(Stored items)
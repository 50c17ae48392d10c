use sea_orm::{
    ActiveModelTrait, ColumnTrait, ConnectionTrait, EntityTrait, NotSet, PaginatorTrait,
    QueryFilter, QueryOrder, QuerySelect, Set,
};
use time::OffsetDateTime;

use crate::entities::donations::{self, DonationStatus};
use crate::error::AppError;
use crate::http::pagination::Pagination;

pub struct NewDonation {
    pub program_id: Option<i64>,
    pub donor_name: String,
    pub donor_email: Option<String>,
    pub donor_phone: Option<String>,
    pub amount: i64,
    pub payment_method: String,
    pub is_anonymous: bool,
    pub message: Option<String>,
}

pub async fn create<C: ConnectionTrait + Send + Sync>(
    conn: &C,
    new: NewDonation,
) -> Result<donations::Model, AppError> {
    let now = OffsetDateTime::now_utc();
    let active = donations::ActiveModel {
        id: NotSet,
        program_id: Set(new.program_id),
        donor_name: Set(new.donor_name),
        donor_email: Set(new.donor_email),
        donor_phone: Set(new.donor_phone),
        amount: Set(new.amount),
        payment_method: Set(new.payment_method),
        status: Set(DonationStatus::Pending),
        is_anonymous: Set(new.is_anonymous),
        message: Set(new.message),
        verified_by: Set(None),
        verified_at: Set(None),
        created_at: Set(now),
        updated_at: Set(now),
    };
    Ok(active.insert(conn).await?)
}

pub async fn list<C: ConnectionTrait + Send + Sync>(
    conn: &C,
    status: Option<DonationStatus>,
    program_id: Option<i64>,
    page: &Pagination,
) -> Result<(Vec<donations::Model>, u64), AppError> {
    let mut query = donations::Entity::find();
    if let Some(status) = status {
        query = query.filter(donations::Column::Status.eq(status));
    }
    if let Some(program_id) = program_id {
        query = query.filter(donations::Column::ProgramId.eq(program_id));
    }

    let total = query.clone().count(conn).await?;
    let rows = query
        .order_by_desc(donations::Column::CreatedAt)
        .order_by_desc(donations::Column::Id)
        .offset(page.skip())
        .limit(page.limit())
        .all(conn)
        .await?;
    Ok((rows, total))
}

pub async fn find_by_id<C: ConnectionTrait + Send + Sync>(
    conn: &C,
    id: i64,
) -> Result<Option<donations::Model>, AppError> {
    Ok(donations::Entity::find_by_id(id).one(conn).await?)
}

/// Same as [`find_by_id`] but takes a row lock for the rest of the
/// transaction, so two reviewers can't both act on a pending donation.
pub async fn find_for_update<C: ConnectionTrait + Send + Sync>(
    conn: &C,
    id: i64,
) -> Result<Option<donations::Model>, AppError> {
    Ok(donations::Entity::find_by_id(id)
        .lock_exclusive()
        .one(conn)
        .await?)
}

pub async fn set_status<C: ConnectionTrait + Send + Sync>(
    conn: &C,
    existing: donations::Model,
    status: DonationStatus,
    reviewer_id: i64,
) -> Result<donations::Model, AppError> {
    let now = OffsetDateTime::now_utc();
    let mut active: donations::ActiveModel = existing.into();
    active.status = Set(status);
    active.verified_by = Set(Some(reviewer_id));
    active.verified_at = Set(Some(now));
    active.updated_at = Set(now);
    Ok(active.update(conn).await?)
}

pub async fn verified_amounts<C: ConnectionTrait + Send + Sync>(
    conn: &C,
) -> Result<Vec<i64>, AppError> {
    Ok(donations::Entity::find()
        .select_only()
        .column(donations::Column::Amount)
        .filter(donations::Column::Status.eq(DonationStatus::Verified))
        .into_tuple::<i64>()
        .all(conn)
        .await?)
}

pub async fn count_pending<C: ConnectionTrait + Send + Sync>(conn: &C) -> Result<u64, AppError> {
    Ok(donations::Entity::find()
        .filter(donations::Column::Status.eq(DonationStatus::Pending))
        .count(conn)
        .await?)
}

Task to complete
Copy the records exactly, keeping every word in place.

Task solution
repository 50c17ae48392d10c
use sea_orm::{
    ActiveModelTrait, ColumnTrait, ConnectionTrait, EntityTrait, NotSet, PaginatorTrait,
    QueryFilter, QueryOrder, QuerySelect, Set,
};
use time::OffsetDateTime;

use crate::entities::donations::{self, DonationStatus};
use crate::error::AppError;
use crate::http::pagination::Pagination;

pub struct NewDonation {
    pub program_id: Option<i64>,
    pub donor_name: String,
    pub donor_email: Option<String>,
    pub donor_phone: Option<String>,
    pub amount: i64,
    pub payment_method: String,
    pub is_anonymous: bool,
    pub message: Option<String>,
}

pub async fn create<C: ConnectionTrait + Send + Sync>(
    conn: &C,
    new: NewDonation,
) -> Result<donations::Model, AppError> {
    let now = OffsetDateTime::now_utc();
    let active = donations::ActiveModel {
        id: NotSet,
        program_id: Set(new.program_id),
        donor_name: Set(new.donor_name),
        donor_email: Set(new.donor_email),
        donor_phone: Set(new.donor_phone),
        amount: Set(new.amount),
        payment_method: Set(new.payment_method),
        status: Set(DonationStatus::Pending),
        is_anonymous: Set(new.is_anonymous),
        message: Set(new.message),
        verified_by: Set(None),
        verified_at: Set(None),
        created_at: Set(now),
        updated_at: Set(now),
    };
    Ok(active.insert(conn).await?)
}

pub async fn list<C: ConnectionTrait + Send + Sync>(
    conn: &C,
    status: Option<DonationStatus>,
    program_id: Option<i64>,
    page: &Pagination,
) -> Result<(Vec<donations::Model>, u64), AppError> {
    let mut query = donations::Entity::find();
    if let Some(status) = status {
        query = query.filter(donations::Column::Status.eq(status));
    }
    if let Some(program_id) = program_id {
        query = query.filter(donations::Column::ProgramId.eq(program_id));
    }

    let total = query.clone().count(conn).await?;
    let rows = query
        .order_by_desc(donations::Column::CreatedAt)
        .order_by_desc(donations::Column::Id)
        .offset(page.skip())
        .limit(page.limit())
        .all(conn)
        .await?;
    Ok((rows, total))
}

pub async fn find_by_id<C: ConnectionTrait + Send + Sync>(
    conn: &C,
    id: i64,
) -> Result<Option<donations::Model>, AppError> {
    Ok(donations::Entity::find_by_id(id).one(conn).await?)
}

/// Same as [`find_by_id`] but takes a row lock for the rest of the
/// transaction, so two reviewers can't both act on a pending donation.
pub async fn find_for_update<C: ConnectionTrait + Send + Sync>(
    conn: &C,
    id: i64,
) -> Result<Option<donations::Model>, AppError> {
    Ok(donations::Entity::find_by_id(id)
        .lock_exclusive()
        .one(conn)
        .await?)
}

pub async fn set_status<C: ConnectionTrait + Send + Sync>(
    conn: &C,
    existing: donations::Model,
    status: DonationStatus,
    reviewer_id: i64,
) -> Result<donations::Model, AppError> {
    let now = OffsetDateTime::now_utc();
    let mut active: donations::ActiveModel = existing.into();
    active.status = Set(status);
    active.verified_by = Set(Some(reviewer_id));
    active.verified_at = Set(Some(now));
    active.updated_at = Set(now);
    Ok(active.update(conn).await?)
}

pub async fn verified_amounts<C: ConnectionTrait + Send + Sync>(
    conn: &C,
) -> Result<Vec<i64>, AppError> {
    Ok(donations::Entity::find()
        .select_only()
        .column(donations::Column::Amount)
        .filter(donations::Column::Status.eq(DonationStatus::Verified))
        .into_tuple::<i64>()
        .all(conn)
        .await?)
}

pub async fn count_pending<C: ConnectionTrait + Send + Sync>(conn: &C) -> Result<u64, AppError> {
    Ok(donations::Entity::find()
        .filter(donations::Column::Status.eq(DonationStatus::Pending))
        .count(conn)
        .await?)
}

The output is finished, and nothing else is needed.